图2 REG联合TAS102处理对CD133+细胞亚群分布的影响Fig.2 The effect of REG in combination with TAS102 on the subpopulation of CD133 positive cells

图3 REG联合TAS102处理对HCC细胞SOX2、ALDH1A和MCL-1蛋白水平的影响Fig.3 The effect of REG in combination with TAS102 on the expression of SOX2,ALDH1A and MCL-1

2.4 REG及TAS102单药及联合使用抑制HCC sphere的形成

进一步我们观察了二者联合处理8 d对干细胞培养基中生长HCC sphere形成的影响。结果发现，不同用药组较对照组均显著抑制了HCC sphere的形成（图4A、B）。TAS102处理对HCC sphere形成的体积大小影响不大（图4A），但显著减少了形成的数量（图4B，P＜0.05）。REG单药较TAS102单药显著抑制了HCC sphere形成的体积大小及数量（图4A、B，P＜0.05）。Huh7细胞中，联合用药组与两个单给药组HCC sphere形成的数量减少，而HepG2及SK-Hep1中，联合抑制效应不明显（图4A、B）。

图4 REG联合TAS102对HCC sphere形成的影响Fig.4 The effect of REG in combination with TAS102 on the formation of HCC sphere

2.5 REG联合TAS102抑制动物体内HCC移植瘤的生长

将SK-Hep1及HepG2分别接种在裸小鼠两体侧，荷瘤成功后按照不同药物分别治疗动物3周。结果发现，不同药物处理组较对照组均能显著降低动物体内瘤体的生长；REG单药较TAS102单药抑瘤生长显著；二者的联合使用较单药处理进一步抑制了瘤体生长（图5A、B，P＜0.05）。体内实验提示TAS102联合REG较二者单药治疗进一步抑制了动物体内移植瘤的生长。

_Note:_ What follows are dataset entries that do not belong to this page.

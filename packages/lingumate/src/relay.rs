//! Translation Relay Server
//!
//! Resolves the session, calls the provider outside any registry lock and
//! fans the result out to both participants.

use std::time::Duration;

use chrono::Utc;
use futures::future::join_all;
use lingumate_protocol::{LanguagePair, LanguageTag, ServerMessage};
use tracing::{debug, warn};

use crate::error::SessionError;
use crate::provider::{TranslationRequest, translate_with_deadline};
use crate::session::TranslationMessage;
use crate::ws::{ConnectionContext, ConnectionHandle};

/// Decoded `text_translation` payload.
#[derive(Debug, Clone)]
pub struct RelayRequest {
    pub text: String,
    pub source_language: LanguageTag,
    pub target_language: LanguageTag,
    pub sender_id: String,
    pub session_id: String,
}

pub async fn on_text_translation(
    ctx: &ConnectionContext,
    request: RelayRequest,
) -> Result<(), SessionError> {
    let state = &ctx.state;
    let RelayRequest {
        text,
        source_language,
        target_language,
        sender_id,
        session_id,
    } = request;

    if text.trim().is_empty() {
        return Err(SessionError::Malformed("text must not be empty".to_string()));
    }

    // Unknown or closed sessions are reported as such before any identity check
    let targets = state.registry.relay_targets(&session_id, &sender_id).await?;

    // A bound connection may only speak for its own participant
    if let Some(bound) = ctx.binding() {
        if bound.session_id != session_id || bound.participant_id != sender_id {
            return Err(SessionError::NotAParticipant {
                session_id,
                participant_id: sender_id,
            });
        }
    }

    if !targets
        .language_pair
        .covers(&source_language, &target_language)
    {
        return Err(SessionError::LanguagePairMismatch {
            expected: targets.language_pair,
            declared: LanguagePair::new(source_language, target_language),
        });
    }

    let translated_text = if source_language == target_language {
        text.clone()
    } else {
        let provider_request = TranslationRequest {
            text: text.clone(),
            source: source_language.clone(),
            target: target_language.clone(),
        };
        translate_with_deadline(
            state.provider.as_ref(),
            &provider_request,
            state.config.provider.timeout,
        )
        .await
        .inspect_err(|e| {
            state.metrics.provider_error();
            warn!(
                session_id = %session_id,
                provider = state.provider.name(),
                error = %e,
                "Translation failed"
            );
        })?
    };

    let message = TranslationMessage {
        sender_id: sender_id.clone(),
        session_id: session_id.clone(),
        original_text: text,
        source_language,
        target_language,
        translated_text,
        timestamp: Utc::now(),
    };

    // The session may have closed (or a participant moved) while the provider
    // call was in flight; resolve the recipients again.
    let targets = state
        .registry
        .relay_targets(&session_id, &sender_id)
        .await
        .map_err(|_| SessionError::SessionNotFound(session_id.clone()))?;

    let undelivered = fan_out(
        &message.to_frame(),
        &targets.recipients,
        state.config.relay.delivery_timeout,
    )
    .await;
    state.registry.touch(&session_id).await;
    state.audit_message(message);

    if undelivered.is_empty() {
        state.metrics.translation_relayed();
        return Ok(());
    }
    if !state.registry.is_active(&session_id).await {
        // Closed mid-delivery; the closure notice explains the rest
        return Err(SessionError::SessionNotFound(session_id));
    }
    state.metrics.partial_delivery();
    Err(SessionError::PartialDelivery {
        session_id,
        undelivered: undelivered.join(", "),
    })
}

/// Deliver `frame` to every recipient concurrently. A failed leg is retried
/// once on its own, so a recipient that already got the frame never sees it
/// twice. Returns the participant ids that still did not receive it.
pub async fn fan_out(
    frame: &ServerMessage,
    recipients: &[(String, ConnectionHandle)],
    timeout: Duration,
) -> Vec<String> {
    let everyone: Vec<usize> = (0..recipients.len()).collect();
    let failed = deliver_to(frame, recipients, &everyone, timeout).await;
    if failed.is_empty() {
        return Vec::new();
    }

    deliver_to(frame, recipients, &failed, timeout)
        .await
        .into_iter()
        .map(|i| recipients[i].0.clone())
        .collect()
}

/// One concurrent delivery round over `indices`; returns the ones that failed.
async fn deliver_to(
    frame: &ServerMessage,
    recipients: &[(String, ConnectionHandle)],
    indices: &[usize],
    timeout: Duration,
) -> Vec<usize> {
    let results = join_all(indices.iter().map(|&i| {
        let (participant_id, handle) = &recipients[i];
        async move {
            let result = handle.deliver(frame.clone(), timeout).await;
            (i, participant_id, handle, result)
        }
    }))
    .await;

    results
        .into_iter()
        .filter_map(|(i, participant_id, handle, result)| match result {
            Ok(()) => None,
            Err(e) => {
                debug!(
                    participant_id = %participant_id,
                    conn_id = %handle.id(),
                    error = %e,
                    "Delivery leg failed"
                );
                Some(i)
            }
        })
        .collect()
}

图5 REG联合TAS102对动物体内瘤体生长的影响Fig.5 The effect of REG in combination with TAS102 on tumor growth

3 讨 论

REG是一种靶向VEGFR2、VEGFR3、Ret、KIT、PDGFR及RAF等分子的多靶点酪氨酸激酶抑制剂，能够抑制肿瘤新生血管的生成及细胞增殖。TAS102是治疗消化道恶性肿瘤的新型抗瘤药物。两者分别协同其他化疗药物及靶向药物，为临床治疗晚期肿瘤提供了多种有效的联合新策略。研究［6］发现VEGFR1、VEGFR2、VEGFR3抑制剂nintedanib联合TAS102，促进FTD整合入肿瘤DNA分子，贝伐珠单抗靶向抑制肿瘤血管的生成，联合TAS102显著改善多耐药转移性结肠癌患者的生存率［7］。有研究［14］表明，FTD类似药物5-FU联合REG能有效控制多耐药转移性结肠癌的进展。本研究发现，TAS102及REG单药或联合处理能够下调肝癌细胞活力。二者的联合使用亦显著抑制了HCC sphere的形成。体内实验进一步证实二者联合使用能够显著抑制动物瘤体的生长，提示REG及TAS102的联合使用能够增强抗肝癌治疗作用。

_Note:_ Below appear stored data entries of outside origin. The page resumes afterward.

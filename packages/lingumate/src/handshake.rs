//! Handshake Server
//!
//! Creates sessions, pairs the second participant, rebinds reattaching
//! participants and handles explicit close requests.

use lingumate_protocol::{
    ClosureReason, LanguagePair, LanguageTag, ParticipantInfo, ServerMessage, SessionState,
};
use tracing::info;

use crate::audit::SessionEvent;
use crate::error::SessionError;
use crate::registry::JoinOutcome;
use crate::ws::ConnectionContext;

/// Decoded `init_translation_session` payload.
#[derive(Debug, Clone)]
pub struct InitRequest {
    pub user: ParticipantInfo,
    pub user1_language: LanguageTag,
    pub user2_language: LanguageTag,
    pub session_id: Option<String>,
}

pub async fn on_init(ctx: &ConnectionContext, request: InitRequest) -> Result<(), SessionError> {
    let InitRequest {
        user,
        user1_language,
        user2_language,
        session_id,
    } = request;

    if user.id.trim().is_empty() {
        return Err(SessionError::Malformed("user.id must not be empty".to_string()));
    }
    if user1_language == user2_language {
        return Err(SessionError::Malformed(format!(
            "user1Language and user2Language must differ (both {user1_language})"
        )));
    }
    let declared = LanguagePair::new(user1_language, user2_language);
    let state = &ctx.state;

    // A connection represents at most one participant in one session
    if let Some(bound) = ctx.binding() {
        match state.registry.lookup(&bound.session_id).await {
            Ok(snapshot) => {
                let same = session_id.as_deref() == Some(bound.session_id.as_str())
                    && user.id == bound.participant_id;
                if !same {
                    return Err(SessionError::AlreadyInSession {
                        session_id: bound.session_id,
                        participant_id: bound.participant_id,
                    });
                }
                ctx.reply(ServerMessage::TranslationSessionCreated {
                    session_id: snapshot.session_id,
                    state: snapshot.state,
                })
                .await;
                return Ok(());
            }
            // The old session is gone; this connection may start over
            Err(_) => ctx.unbind(),
        }
    }

    let Some(session_id) = session_id else {
        let participant_id = user.id.clone();
        let snapshot = state
            .registry
            .create_session(user, declared, ctx.handle.clone())
            .await;
        ctx.bind(&snapshot.session_id, &participant_id);
        state.metrics.session_created();
        state.session_event(
            &snapshot.session_id,
            SessionEvent::Created,
            Some(format!("{participant_id} {}", snapshot.language_pair)),
        );
        ctx.reply(ServerMessage::TranslationSessionCreated {
            session_id: snapshot.session_id,
            state: SessionState::Initiating,
        })
        .await;
        return Ok(());
    };

    let joiner = user.clone();
    let outcome = state
        .registry
        .join(&session_id, user, &declared, ctx.handle.clone())
        .await?;
    ctx.bind(&session_id, &joiner.id);

    match outcome {
        JoinOutcome::Joined {
            snapshot,
            initiator,
        } => {
            state.metrics.session_paired();
            state.session_event(&session_id, SessionEvent::Paired, Some(joiner.id.clone()));
            ctx.reply(ServerMessage::TranslationSessionCreated {
                session_id: session_id.clone(),
                state: snapshot.state,
            })
            .await;
            initiator
                .send(ServerMessage::ParticipantJoined {
                    session_id,
                    participant: joiner,
                })
                .await;
        }
        JoinOutcome::Reattached { snapshot, previous } => {
            // The old socket no longer represents anyone
            if previous.id() != ctx.conn_id() {
                previous.close(ServerMessage::SessionClosed {
                    session_id: session_id.clone(),
                    reason: ClosureReason::Superseded,
                });
            }
            info!(
                session_id = %session_id,
                participant_id = %joiner.id,
                previous_conn = %previous.id(),
                conn_id = %ctx.conn_id(),
                "Participant moved to a new connection"
            );
            state.session_event(&session_id, SessionEvent::Reattached, Some(joiner.id));
            ctx.reply(ServerMessage::TranslationSessionCreated {
                session_id,
                state: snapshot.state,
            })
            .await;
        }
    }
    Ok(())
}

pub async fn on_close(
    ctx: &ConnectionContext,
    session_id: &str,
    sender_id: &str,
) -> Result<(), SessionError> {
    ctx.state.registry.lookup(session_id).await?;

    if let Some(bound) = ctx.binding() {
        if bound.session_id != session_id || bound.participant_id != sender_id {
            return Err(SessionError::NotAParticipant {
                session_id: session_id.to_string(),
                participant_id: sender_id.to_string(),
            });
        }
    }

    // The registry delivers the closure notice to this connection as well
    let snapshot = ctx.state.registry.close_by(session_id, sender_id).await?;
    ctx.unbind();
    ctx.state
        .session_closed(&snapshot.session_id, ClosureReason::ClosedByParticipant);
    Ok(())
}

CSC是肿瘤细胞的重要亚群。靶向CSC为治愈肿瘤提供了可能的研究途径。LCSC在无血清悬浮培养的体系中成球生长，较非干性肿瘤细胞，成球细胞的干性标志物的表达显著升高［15］。研究［12］发现FTD显著抑制了肿瘤干细胞球的生长，且较肿瘤细胞更为高效地整合入CD44/CD133阳性细胞的DNA分子，抑制了CSC的自我更新及生长。TAS102能够抑制肿瘤细胞的克隆性生长，并提高了肿瘤细胞对放疗的敏感性［11］。而REG或sorafenib处理原代软组织肉瘤细胞，诱导了ALDH阳性细胞比例升高［16］。本研究发现REG单药处理显著上调了CD133+细胞亚群比例及干细胞标志物SOX2和ALDH1A的蛋白水平，联合使用TAS102较REG单药处理显著降低了CD133+细胞比例及干细胞标志物SOX2及ALDH1A的蛋白水平。提示TAS102的联合使用可能下调了REG单药治疗诱导增强的肝癌干细胞性，从而降低或延缓肝癌细胞对REG单药治疗的耐受。

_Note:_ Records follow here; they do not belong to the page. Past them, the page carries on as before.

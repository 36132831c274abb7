//! Wire protocol for the Lingumate handshake and relay endpoints.
//!
//! Every frame is a JSON object with a `type` discriminator. Inbound frames
//! are decoded once, at the socket boundary, into [`ClientMessage`]; outbound
//! frames are built from [`ServerMessage`].

pub mod error;
pub mod language;
pub mod message;

pub use error::{ErrorCode, ErrorFrame};
pub use language::{LanguagePair, LanguageTag, LanguageTagError};
pub use message::{
    ClientMessage, ClosureReason, DecodeError, ParticipantInfo, ServerMessage, SessionState,
    TranslationResult, decode_client_message,
};
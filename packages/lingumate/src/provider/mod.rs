//! Translation Provider Adapter.
//!
//! The relay never talks to a translation backend directly; it goes through
//! [`TranslationProvider`] so backends can be swapped (and faked in tests).

mod echo;
mod http;

pub use echo::EchoTranslationProvider;
pub use http::HttpTranslationProvider;

use std::sync::Arc;
use std::time::Duration;

use anyhow::{Context, Result};
use async_trait::async_trait;
use lingumate_protocol::LanguageTag;

use crate::config::{ProviderConfig, ProviderKind};

#[derive(Debug, Clone, PartialEq, Eq)]
pub struct TranslationRequest {
    pub text: String,
    pub source: LanguageTag,
    pub target: LanguageTag,
}

#[derive(Debug, Clone, PartialEq, Eq, thiserror::Error)]
pub enum ProviderError {
    #[error("translation provider timed out after {0:?}")]
    Timeout(Duration),

    #[error("translation quota exceeded")]
    Quota,

    #[error("translation provider unreachable: {0}")]
    Network(String),

    #[error("translation provider returned {status}: {body}")]
    Upstream { status: u16, body: String },

    #[error("unexpected translation provider response: {0}")]
    InvalidResponse(String),
}

#[async_trait]
pub trait TranslationProvider: Send + Sync {
    fn name(&self) -> &str;

    async fn translate(&self, request: &TranslationRequest) -> Result<String, ProviderError>;
}

/// Run one provider call under `deadline`. An elapsed deadline drops the
/// in-flight call and reports [`ProviderError::Timeout`].
pub async fn translate_with_deadline(
    provider: &dyn TranslationProvider,
    request: &TranslationRequest,
    deadline: Duration,
) -> Result<String, ProviderError> {
    tokio::time::timeout(deadline, provider.translate(request))
        .await
        .map_err(|_| ProviderError::Timeout(deadline))?
}

pub fn build_provider(config: &ProviderConfig) -> Result<Arc<dyn TranslationProvider>> {
    match config.kind {
        ProviderKind::Echo => Ok(Arc::new(EchoTranslationProvider)),
        ProviderKind::Http => {
            let endpoint = config
                .endpoint
                .as_deref()
                .context("provider.endpoint is required for the http provider")?;
            let provider =
                HttpTranslationProvider::new(endpoint, config.api_key.clone(), config.timeout)?;
            Ok(Arc::new(provider))
        }
    }
}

Sorafenb与REG相似，是一种靶向VEGFR、PDGFR和RAF/MEK/ERK级联的多靶点酪氨酸激酶抑制剂［17］。研究［18］发现sorafenib能够下调抗凋亡蛋白MCL-1水平促进HCC细胞的凋亡。细胞内MCL-1蛋白水平决定HCC细胞对sorafenib治疗的敏感性，高水平的MCL-1诱导HCC细胞对sorafenib治疗的耐受，靶向下调ERK1/2-MCL-1信号促进HCC细胞的凋亡并提高HCC细胞对sorafenib的敏感性［19-20］。我们报道了结肠癌细胞中REG单药能够下调FTD类似物5-FU诱导活化的ERK1/2-MCL-1信号，提高药物的联合效应及肿瘤细胞对药物治疗的敏感性［14］。本研究发现TAS102上调了细胞内MCL-1的蛋白水平，联合使用REG能够下调TAS102诱导升高的MCL-1蛋白水平，提示二者的联合机制亦涉及HCC细胞中MCL-1信号的调控。

有研究［21］表明，REG能够抑制肿瘤生长及间质反应，阻断肿瘤细胞与间质干细胞间的相互促进作用，抑制肿瘤的生长和转移。之前的研 究［22］证实SK-Hep1细胞系具有类似肝血窦内皮的细胞形态及免疫表型。提示药物治疗在肿瘤实质细胞及间质细胞中的作用及机制不同，体内实验综合评估药物作用是必要的。此外，REG处理48 h及8 d后对CD133阳性细胞亚群比例及肝癌干细胞球的生长调控变化不同，提示药物治疗对肿瘤干细胞性的作用是动态变化的。

本研究证实，REG联合TAS102能够提高抗肝癌的疗效，其协同作用机制涉及对肿瘤干细胞性及抗凋亡信号的调控。二者的联合使用为临床治疗难治性HCC提供了一种新的治疗策略。